Is unregulated wage slavery worse than actual slavery?

Sorry for answering so late, I have been quite busy the last days.

Yes, very informative. Thank you very much for reminding me of this fact! Law enforcement is a very convenient excuse for ignoring basic human rights.

Yes, it seems to be the case that this is true. However, it may be possible to convert a part of the power elite to a new, less harmful system. They would be powerful allies, if they fight for the right side. Of course, converting them will be extremely hard, but if they see how they could profit from the new system, and feel that the old system has little chances for survival, they may be convinced.

That is an interesting hypothesis. It reminds me of some ideas about more interactive markets I have entertained a few years earlier on the Doctrine Zero / Zero State mailing list. In interactive markets, consumers and producers would develop a product design collaboratively. And consumers might then pre-order those products, so that the consumers have some minimum guarantee for selling some of their new items. These interactive markets could also be called markets 2.0. Markets 1.0 do have an important signalling function, but it’s far from ideal. The internet can enable much better signalling solutions.

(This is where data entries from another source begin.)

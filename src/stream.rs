//! Bridge from observables to async streams.
//!
//! An observable can be consumed as a [`futures_core::Stream`] of
//! [`StreamResult`] items. Values are pushed into an unbounded tokio channel
//! as they are emitted, so the producer never waits on the consumer.

use std::cell::RefCell;
use std::pin::Pin;

use futures_core::Stream;
use tokio::sync::mpsc;
use tokio_stream::wrappers::UnboundedReceiverStream;

use crate::context::Context;
use crate::error::{StreamError, StreamResult};
use crate::observable::Observable;
use crate::subscriber::Observer;
use crate::subscription::Subscription;

/// Type alias for a boxed async stream of events.
pub type EventStream<T> = Pin<Box<dyn Stream<Item = T> + Send>>;

/// An [`Observer`] that forwards into an async stream.
///
/// Each value is sent as `Ok(value)`, an error as a single `Err(err)`.
/// Either terminal event drops the channel sender, which ends the stream.
#[derive(Debug)]
pub struct EventSender<T> {
    tx: RefCell<Option<mpsc::UnboundedSender<StreamResult<T>>>>,
}

impl<T> EventSender<T> {
    /// Create a sender and the stream it feeds.
    pub fn channel() -> (Self, EventStream<StreamResult<T>>)
    where
        T: Send + 'static,
    {
        let (tx, rx) = mpsc::unbounded_channel();
        let sender = Self {
            tx: RefCell::new(Some(tx)),
        };
        (sender, UnboundedReceiverStream::new(rx).boxed())
    }

    /// Check if the stream has ended or its receiver was dropped.
    pub fn is_closed(&self) -> bool {
        self.tx.borrow().as_ref().map_or(true, |tx| tx.is_closed())
    }

    fn send(&self, item: StreamResult<T>) {
        if let Some(tx) = self.tx.borrow().as_ref() {
            if tx.send(item).is_err() {
                tracing::trace!("stream receiver dropped; discarding item");
            }
        }
    }
}

impl<T> Observer<T> for EventSender<T> {
    fn next(&self, value: T) {
        self.send(Ok(value));
    }

    fn error(&self, err: StreamError) {
        self.send(Err(err));
        self.tx.borrow_mut().take();
    }

    fn complete(&self) {
        self.tx.borrow_mut().take();
    }
}

impl<T: Send + 'static> Observable<T> {
    /// Subscribe under the default context and consume the events as an
    /// async stream.
    ///
    /// Dropping the stream does not unsubscribe; use the returned
    /// [`Subscription`] for that.
    ///
    /// # Example
    ///
    /// ```rust
    /// use futures::StreamExt;
    /// use rivulet::Observable;
    ///
    /// # #[tokio::main(flavor = "current_thread")]
    /// # async fn main() {
    /// let (_subscription, stream) = Observable::of(vec![1, 2]).to_stream();
    /// let items: Vec<_> = stream.collect().await;
    /// assert_eq!(items, vec![Ok(1), Ok(2)]);
    /// # }
    /// ```
    pub fn to_stream(&self) -> (Subscription, EventStream<StreamResult<T>>) {
        self.to_stream_with(&Context::default())
    }

    /// Like [`to_stream`](Self::to_stream) under the given context.
    pub fn to_stream_with(
        &self,
        context: &Context,
    ) -> (Subscription, EventStream<StreamResult<T>>) {
        let (sender, stream) = EventSender::channel();
        let subscription = self.subscribe_with(sender, context);
        (subscription, stream)
    }
}

/// Extension trait for working with event streams.
pub trait EventStreamExt<T> {
    /// Convert into a boxed stream.
    fn boxed(self) -> EventStream<T>;
}

impl<S, T> EventStreamExt<T> for S
where
    S: Stream<Item = T> + Send + 'static,
{
    fn boxed(self) -> EventStream<T> {
        Box::pin(self)
    }
}

#[cfg(test)]
mod tests {
    use super::*;
    use crate::subject::Subject;
    use futures::StreamExt;

    #[tokio::test]
    async fn test_values_then_end() {
        let (_subscription, stream) = Observable::of(vec!["a", "b"]).to_stream();
        let items: Vec<_> = stream.collect().await;
        assert_eq!(items, vec![Ok("a"), Ok("b")]);
    }

    #[tokio::test]
    async fn test_error_is_last_item() {
        let source = Observable::of(vec![1, 2]).concat_map(|v| {
            if v == 2 {
                Observable::throw(StreamError::source("boom"))
            } else {
                Observable::just(v)
            }
        });
        let (_subscription, stream) = source.to_stream();
        let items: Vec<_> = stream.collect().await;
        assert_eq!(items, vec![Ok(1), Err(StreamError::source("boom"))]);
    }

    #[tokio::test]
    async fn test_unsubscribe_ends_delivery() {
        let subject = Subject::new();
        let (subscription, mut stream) = subject.as_observable().to_stream();

        subject.next(1);
        assert_eq!(stream.next().await, Some(Ok(1)));

        subscription.unsubscribe();
        subject.next(2);
        assert_eq!(subject.observer_count(), 0);
    }

    #[test]
    fn test_dropped_receiver_is_closed() {
        let (sender, stream) = EventSender::<u32>::channel();
        assert!(!sender.is_closed());
        drop(stream);
        assert!(sender.is_closed());
        sender.next(1);
    }
}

What kind of revolution do you propose then? A non-violent revolution in which more and more co-ops emerge and displace the old centralized corporations? What would drive this transformation? Or do you think the people or the government need to intervene via (changing) the political system somehow?

I might be interested in actually doing this. I need to develop a reputation economy. :smiley:

I wonder why the co-op model is not more popular. What do you think are the reasons for that?

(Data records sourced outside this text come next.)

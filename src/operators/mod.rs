//! Operators.
//!
//! Every operator is an inherent method on [`Observable`](crate::Observable)
//! that returns a new observable; subscribing to the result subscribes to
//! the source through an [`OperatorSubscriber`](crate::OperatorSubscriber).

mod basic;
mod flatten;
mod notification;
mod sequence_equal;

pub use flatten::FlattenPolicy;
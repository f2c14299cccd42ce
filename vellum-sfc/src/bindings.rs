//! Binding resolution: turns the parsed element tree into the normalized
//! render tree the generator walks. Directive sets are decided here once,
//! so the generator only pattern-matches finished shapes.

use indexmap::IndexMap;

use crate::error::{SfcError, SfcResult};
use crate::expr::{js_key, parse_for, string_lit};
use crate::template_ast::{
    Directive, DirectiveForm, DirectiveKind, ElementNode, InterpolationNode, Node, TextNode,
};

/// Value of one entry in an element's attribute map.
#[derive(Debug, Clone, PartialEq)]
pub enum AttrValue {
    /// Static attribute; `None` is a value-less attribute (`disabled`).
    Literal(Option<String>),
    /// Raw bound expression.
    Expr(String),
}

impl AttrValue {
    pub fn is_dynamic(&self) -> bool {
        matches!(self, AttrValue::Expr(_))
    }
}

/// Attributes in source order: runs of literal/individual entries
/// separated by spread expressions.
#[derive(Debug, Clone, PartialEq)]
pub enum AttrSegment {
    Entries(IndexMap<String, AttrValue>),
    Spread(String),
}

#[derive(Debug, Clone, PartialEq)]
pub struct Handler {
    pub expression: String,
    pub modifiers: Vec<String>,
    pub offset: usize,
}

/// A directive the runtime applies itself: `v-show` or a custom one.
#[derive(Debug, Clone, PartialEq)]
pub struct RuntimeDirective {
    pub name: String,
    pub arg: Option<String>,
    pub modifiers: Vec<String>,
    /// `None` for a directive written without a value.
    pub expression: Option<String>,
    pub offset: usize,
}

impl RuntimeDirective {
    /// The attribute as written: `v-name:arg.mod`.
    pub fn raw_name(&self) -> String {
        let mut raw = format!("v-{}", self.name);
        if let Some(arg) = &self.arg {
            raw.push(':');
            raw.push_str(arg);
        }
        for m in &self.modifiers {
            raw.push('.');
            raw.push_str(m);
        }
        raw
    }
}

This is completely in line with the ideas in the milestone book Reinventing Organizations. See

Humans may not be good enough at dealing with too complex / too much information. But with AI support they just might make really good decisions. Of course, this AI support would need to be really good. Something like this may be helpful:

While this is an interesting and intuitively appealing idea, I think it would have suboptimal results. There seems to be the implicit assumption that humans should do some form of unpleasant labour. I don’t buy that! My hope is that for each kind of work, there are a few people who really enjoy doing that. Maybe there are some things that nearly everyone hates, but those tasks should be really automated in that case. Why should you do some work you don’t like, when there’s someone else who would like to do that job? It’s just a coordination problem! People usually do a much better job when they actually enjoy their work. Forcing people to do tasks that are unpleasant for them creates economic inefficiencies, apart from the unnecessary psychological suffering.